16 thoughts on “Eh?”

  1. Gambling is a vice and has to be controlled.

    A bit like looking at naughty pictures on the Interwebs or trying to stay warm.

  2. Doesn’t she have other things in her portfolio other than this & her make up & Tampax? Dept of Culture, Media , Sport & Pornography isn’t it? But it seems an odd place to have gambling & the National Lottery. They’re financial should be in a finance ministry where there’s a vague possibility there’s someone understands money.
    Still, it’s nice to see the National Lottery in trouble. Who’s stupid idea was that? Blair? The last thing a government should be in is gambling. Ghastly concept & belongs with gentlemen with suspicious tans, bad suits & heavy gold bracelets. I used to watch women in the Paki shop foregoing buying food for their kids in favour of lottery tickets. Which no doubt uses the proceeds to finance Drag Queen Story Times in libraries.
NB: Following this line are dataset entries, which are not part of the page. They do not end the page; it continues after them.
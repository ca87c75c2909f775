use std::time::Duration;

use log::{debug, error, info, warn};
use picocoap_core::{
    Actuator, ConfigError, ExchangeError, MessageHandle, ObserveServer, Request, ServerConfig,
    ServerError, TransmissionStatus,
};
use tokio::sync::mpsc;
use tokio::time::{interval_at, Instant, MissedTickBehavior};

use crate::exchange::{ChannelExchange, OutboundMessage};

/// Runtime settings of the tokio event loop
#[derive(Debug, Clone)]
pub struct TokioServerConfig {
    /// Scheduler tick period
    pub tick_interval_ms: u64,
    pub request_channel_capacity: usize,
    pub outbound_channel_capacity: usize,
    pub report_channel_capacity: usize,
    pub button_channel_capacity: usize,
}

impl Default for TokioServerConfig {
    fn default() -> Self {
        Self {
            tick_interval_ms: 1000,
            request_channel_capacity: 16,
            outbound_channel_capacity: 32,
            report_channel_capacity: 16,
            button_channel_capacity: 4,
        }
    }
}

/// Delivery outcome of a confirmable message, as seen by the transport
#[derive(Debug, Clone, Copy, PartialEq, Eq)]
pub struct TransmissionReport {
    pub handle: MessageHandle,
    pub status: TransmissionStatus,
}

/// Sending side of the event loop's inputs
#[derive(Debug, Clone)]
pub struct ServerHandle<const MAX_PAYLOAD_SIZE: usize> {
    requests: mpsc::Sender<Request<MAX_PAYLOAD_SIZE>>,
    reports: mpsc::Sender<TransmissionReport>,
    buttons: mpsc::Sender<()>,
}

impl<const MAX_PAYLOAD_SIZE: usize> ServerHandle<MAX_PAYLOAD_SIZE> {
    pub async fn request(&self, request: Request<MAX_PAYLOAD_SIZE>) -> Result<(), ExchangeError> {
        self.requests
            .send(request)
            .await
            .map_err(|_| ExchangeError::Closed)
    }

    pub async fn report(
        &self,
        handle: MessageHandle,
        status: TransmissionStatus,
    ) -> Result<(), ExchangeError> {
        self.reports
            .send(TransmissionReport { handle, status })
            .await
            .map_err(|_| ExchangeError::Closed)
    }

    pub async fn press_button(&self) -> Result<(), ExchangeError> {
        self.buttons.send(()).await.map_err(|_| ExchangeError::Closed)
    }
}

/// Observe server driven by a tokio event loop
///
/// Ticks, inbound requests, delivery reports and button presses are consumed
/// one at a time by [`TokioObserveServer::run`]. When several are ready at
/// once they are taken in that order: tick, report, button, request.
pub struct TokioObserveServer<
    A,
    const MAX_RESOURCES: usize,
    const MAX_OBSERVERS: usize,
    const MAX_PENDING: usize,
    const MAX_PAYLOAD_SIZE: usize,
    const DISCOVERY_SIZE: usize,
> {
    server: ObserveServer<
        ChannelExchange,
        A,
        MAX_RESOURCES,
        MAX_OBSERVERS,
        MAX_PENDING,
        MAX_PAYLOAD_SIZE,
        DISCOVERY_SIZE,
    >,
    config: TokioServerConfig,
    requests: mpsc::Receiver<Request<MAX_PAYLOAD_SIZE>>,
    reports: mpsc::Receiver<TransmissionReport>,
    buttons: mpsc::Receiver<()>,
}

impl<
        A,
        const MAX_RESOURCES: usize,
        const MAX_OBSERVERS: usize,
        const MAX_PENDING: usize,
        const MAX_PAYLOAD_SIZE: usize,
        const DISCOVERY_SIZE: usize,
    >
    TokioObserveServer<
        A,
        MAX_RESOURCES,
        MAX_OBSERVERS,
        MAX_PENDING,
        MAX_PAYLOAD_SIZE,
        DISCOVERY_SIZE,
    >
where
    A: Actuator,
{
    /// Create the server and its channels
    ///
    /// Returns the server, the handle feeding it and the receiver of every
    /// message it sends.
    #[allow(clippy::type_complexity)]
    pub fn new(
        actuator: A,
        server_config: ServerConfig,
        config: TokioServerConfig,
    ) -> Result<
        (
            Self,
            ServerHandle<MAX_PAYLOAD_SIZE>,
            mpsc::Receiver<OutboundMessage>,
        ),
        ConfigError,
    > {
        let (outbound_tx, outbound_rx) = mpsc::channel(config.outbound_channel_capacity);
        let (request_tx, request_rx) = mpsc::channel(config.request_channel_capacity);
        let (report_tx, report_rx) = mpsc::channel(config.report_channel_capacity);
        let (button_tx, button_rx) = mpsc::channel(config.button_channel_capacity);

        let exchange = ChannelExchange::new(outbound_tx);
        let server = ObserveServer::new(exchange, actuator, server_config)?;

        let handle = ServerHandle {
            requests: request_tx,
            reports: report_tx,
            buttons: button_tx,
        };
        let this = Self {
            server,
            config,
            requests: request_rx,
            reports: report_rx,
            buttons: button_rx,
        };
        Ok((this, handle, outbound_rx))
    }

    /// Run until every [`ServerHandle`] is dropped
    ///
    /// Fails when the outbound channel is closed.
    pub async fn run(mut self) -> Result<(), Box<dyn std::error::Error + Send + Sync>> {
        let period = Duration::from_millis(self.config.tick_interval_ms);
        let mut ticker = interval_at(Instant::now() + period, period);
        ticker.set_missed_tick_behavior(MissedTickBehavior::Delay);

        let mut reports_open = true;
        let mut buttons_open = true;

        info!(
            "Observe server running, tick every {} ms",
            self.config.tick_interval_ms
        );

        loop {
            tokio::select! {
                biased;

                _ = ticker.tick() => {
                    self.server.tick();
                }

                report = self.reports.recv(), if reports_open => {
                    match report {
                        Some(report) => {
                            debug!("{} reported {:?}", report.handle, report.status);
                            self.server.handle_transmission_result(report.handle, report.status);
                        }
                        None => {
                            warn!("Report channel closed");
                            reports_open = false;
                        }
                    }
                }

                press = self.buttons.recv(), if buttons_open => {
                    match press {
                        Some(()) => {
                            self.server.handle_button_press();
                        }
                        None => buttons_open = false,
                    }
                }

                request = self.requests.recv() => {
                    let Some(request) = request else {
                        info!("Request channel closed, stopping observe server");
                        return Ok(());
                    };
                    match self.server.handle_request(&request) {
                        Ok(()) => {}
                        Err(ServerError::Exchange(ExchangeError::Closed)) => {
                            error!("Outbound channel closed");
                            return Err(ExchangeError::Closed.into());
                        }
                        Err(e) => error!("Request from {} failed: {}", request.remote, e),
                    }
                }
            }
        }
    }
}

#[cfg(test)]
mod tests {
    use super::*;
    use crate::state::SharedLight;
    use crate::DefaultTokioObserveServer;
    use picocoap_core::protocol::OptionNumber;
    use picocoap_core::{Code, MessageType, Remote};

    fn client() -> Remote {
        Remote::new([0xfe, 0x80, 0, 0, 0, 0, 0, 0, 0, 0, 0, 0, 0, 0, 0, 2], 5683)
    }

    fn start() -> (
        ServerHandle<{ crate::DEFAULT_PAYLOAD_SIZE }>,
        mpsc::Receiver<OutboundMessage>,
        SharedLight,
        tokio::task::JoinHandle<Result<(), Box<dyn std::error::Error + Send + Sync>>>,
    ) {
        let light = SharedLight::default();
        let (server, handle, outbound) = DefaultTokioObserveServer::new(
            light.clone(),
            ServerConfig::default(),
            TokioServerConfig::default(),
        )
        .unwrap();
        let task = tokio::spawn(server.run());
        (handle, outbound, light, task)
    }

    fn get(message_id: u16) -> Request<{ crate::DEFAULT_PAYLOAD_SIZE }> {
        Request::new(MessageType::Confirmable, Code::Get, message_id, client())
            .with_token(&[0x5A])
            .unwrap()
            .with_path("lights/led3")
            .unwrap()
    }

    #[tokio::test(start_paused = true)]
    async fn test_subscribe_then_scheduled_notification() {
        let (handle, mut outbound, _light, _task) = start();

        handle.request(get(1).with_observe(0)).await.unwrap();
        let ack = outbound.recv().await.unwrap();
        assert_eq!(ack.msg_type, MessageType::Acknowledgement);
        assert_eq!(ack.message_id, 1);
        assert_eq!(ack.option(OptionNumber::Observe), Some(0));

        let started = Instant::now();
        let notification = outbound.recv().await.unwrap();
        assert_eq!(started.elapsed(), Duration::from_secs(14));
        assert!(notification.is_confirmable());
        assert_eq!(notification.token.as_ref(), &[0x5A]);
        assert_eq!(notification.option(OptionNumber::Observe), Some(1));
        assert_eq!(notification.payload_str(), "0");
    }

    #[tokio::test(start_paused = true)]
    async fn test_timeout_report_cancels_subscription() {
        let (handle, mut outbound, light, _task) = start();

        handle.request(get(1).with_observe(0)).await.unwrap();
        outbound.recv().await.unwrap();
        let notification = outbound.recv().await.unwrap();
        handle
            .report(notification.handle, TransmissionStatus::Timeout)
            .await
            .unwrap();

        handle.press_button().await.unwrap();
        handle.request(get(2)).await.unwrap();

        // no push for the button press, straight to the GET response
        let response = outbound.recv().await.unwrap();
        assert_eq!(response.message_id, 2);
        assert_eq!(response.payload_str(), "1");
        assert!(light.is_on());
    }

    #[tokio::test(start_paused = true)]
    async fn test_put_pushes_to_observer() {
        let (handle, mut outbound, light, _task) = start();

        handle.request(get(1).with_observe(0)).await.unwrap();
        outbound.recv().await.unwrap();

        let put = Request::new(MessageType::NonConfirmable, Code::Put, 7, client())
            .with_path("lights/led3")
            .unwrap()
            .with_payload(b"1")
            .unwrap();
        handle.request(put).await.unwrap();

        let changed = outbound.recv().await.unwrap();
        assert_eq!(changed.code, Code::Changed);
        assert_eq!(changed.msg_type, MessageType::NonConfirmable);

        let push = outbound.recv().await.unwrap();
        assert_eq!(push.msg_type, MessageType::NonConfirmable);
        assert_eq!(push.code, Code::Content);
        assert_eq!(push.payload_str(), "1");
        assert!(light.is_on());
    }

    #[tokio::test(start_paused = true)]
    async fn test_run_stops_when_handles_dropped() {
        let (handle, _outbound, _light, task) = start();
        drop(handle);
        assert!(task.await.unwrap().is_ok());
    }

    #[tokio::test(start_paused = true)]
    async fn test_run_fails_when_outbound_closed() {
        let (handle, outbound, _light, task) = start();
        drop(outbound);
        handle.request(get(1)).await.unwrap();
        assert!(task.await.unwrap().is_err());
    }
}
  3. Still, let’s hope Desmond gets it. I knew him when he was knocking out dirty books in a Forest Gate warehouse. Proper geezer. Sort of bloke should be in government if not Prime Minister. At least he’d know what he was doing & is an honest crook.

  4. It seems Desmond does indeed play the Lottery…

    But really.. the current owner promised an overhaul of “the IT systems behind it”. And it is Delayed and Facing Difficulties…
    Now… How much of that delay is caused by Government and every other Busybody having their 2 cents in… Any bets?

  5. I can see no connection between Rachel Reeves & lambs in springtime. None whatsoever. Apart from a deserved oven.

  6. I wonder how it’s possible to have a lottery and be in financial trouble.

    But then there’s a history of that. All you have to do is give out slightly too much in prizes.

    Strangely enough, most of the well-known ones that got into trouble were government-run…

  7. The Lottery IT system is desperately in need of the retail units being replaced with generic functionality in an off-the-shelf POS terminal. In my day job it’s appalling going into a little PO branch and there’s a lottery POS terminal, a PO POS terminal, a gas’n’leccy POS terminal, *and* a general purpose corner shop POS terminal.

  8. jgh: I guess none of those parties trusts any of the others, so having a common POS terminal is a non-starter.

  9. Talking of too much government, I was agog to discover that Pat McFadden thinks he can make the Civil Service “more like a startup”. McFadden looks like one of the harder inmates of Barlinnie and I just wonder what he actually knows about startups. The Civil Service is absolutely the last place you would expect to find the kind of people who have the startup mentality. Government could never give them the opportunity to capitalise on their success either.

  10. @TG Trust isn’t even an issue..
    Nowadays it’s trivial to set up multiple “virtual machines” on a single system, have them perma-run, and simply have a selection/detection shell running popping the one up the customer demands.

    No interaction between all the fancy, and possible quite different environments at all..
    I run an old blade server at home to fiddle with stuff like that ( I like to run Ancient Games..) , but your mobile phone basically works the same “remembering” multiple applications.

    The technical hurdle to do that on a “workstation” was taken two decades ago, became practical in terms of resources/hardware a decade ago.
    There is not a single reason why there isn’t a single box that Does It All.
    Well… other than the Gravy Train grinding to a halt…..

  11. Gamblers win at a rate determined by the house, frequently enough to keep them coming back, not frequently enough for the house to make a loss.

    The government loses every time.

  12. Grikath: I know that, and it would work, but do the parties concerned trust that? None of their employees with decision-making powers will understand that, and would they trust the consultants who can also tell them that it’s feasible?